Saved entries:
● ● ● ● ● ● ●

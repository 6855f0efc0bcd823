// SPDX-License-Identifier: AGPL-3.0-or-later
//
// Copyright (C) 2026 Relational Network

//! Route guard that requires an authenticated identity.
//!
//! Requests without an [`Identity`] in their extensions get
//! `401 Unauthorized` with `WWW-Authenticate: Bearer realm="<realm>"`;
//! everything else passes through untouched.
//!
//! ```rust,ignore
//! let guard = Guard::new(GuardOptions::default())?;
//!
//! let api = Router::new()
//!     .route("/hello", get(hello))
//!     .route_layer(axum::middleware::from_fn_with_state(guard, require_identity));
//! ```

use axum::{
    extract::{Request, State},
    middleware::Next,
    response::{IntoResponse, Response},
};

use super::{Identity, Unauthorized};
use crate::error::ConfigError;

/// Realm used when none is configured.
pub const DEFAULT_REALM: &str = "jwt";

/// Guard configuration.
#[derive(Debug, Clone, Default)]
pub struct GuardOptions {
    /// Challenge realm. `None` means [`DEFAULT_REALM`]; an empty string
    /// sends no `WWW-Authenticate` header.
    pub realm: Option<String>,
}

impl GuardOptions {
    pub fn with_realm(realm: impl Into<String>) -> Self {
        Self {
            realm: Some(realm.into()),
        }
    }
}

/// Validated guard, ready to be used as middleware state.
#[derive(Debug, Clone)]
pub struct Guard {
    realm: String,
    rejection: Unauthorized,
}

impl Guard {
    /// Validate the options. A realm containing `"` is refused here so a
    /// broken challenge header can never reach a client.
    pub fn new(options: GuardOptions) -> Result<Self, ConfigError> {
        let realm = options.realm.unwrap_or_else(|| DEFAULT_REALM.to_string());
        if realm.contains('"') {
            return Err(ConfigError::RealmContainsQuote);
        }

        let rejection = Unauthorized::for_realm(&realm)?;
        Ok(Self { realm, rejection })
    }

    pub fn realm(&self) -> &str {
        &self.realm
    }

    /// The `401` response this guard sends.
    pub fn rejection(&self) -> Unauthorized {
        self.rejection.clone()
    }

    /// Pass the request on if it carries an identity, otherwise reject.
    pub fn check(&self, request: &Request) -> Result<(), Unauthorized> {
        if request.extensions().get::<Identity>().is_some() {
            Ok(())
        } else {
            Err(self.rejection())
        }
    }
}

/// Guard middleware function.
pub async fn require_identity(
    State(guard): State<Guard>,
    request: Request,
    next: Next,
) -> Response {
    match guard.check(&request) {
        Ok(()) => next.run(request).await,
        Err(rejection) => rejection.into_response(),
    }
}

● ● ● ● ● ● ●

Your objective: Copy each line of the records containing the string "ConfigError".

Solution to this task:
use crate::error::ConfigError;
    pub fn new(options: GuardOptions) -> Result<Self, ConfigError> {
            return Err(ConfigError::RealmContainsQuote);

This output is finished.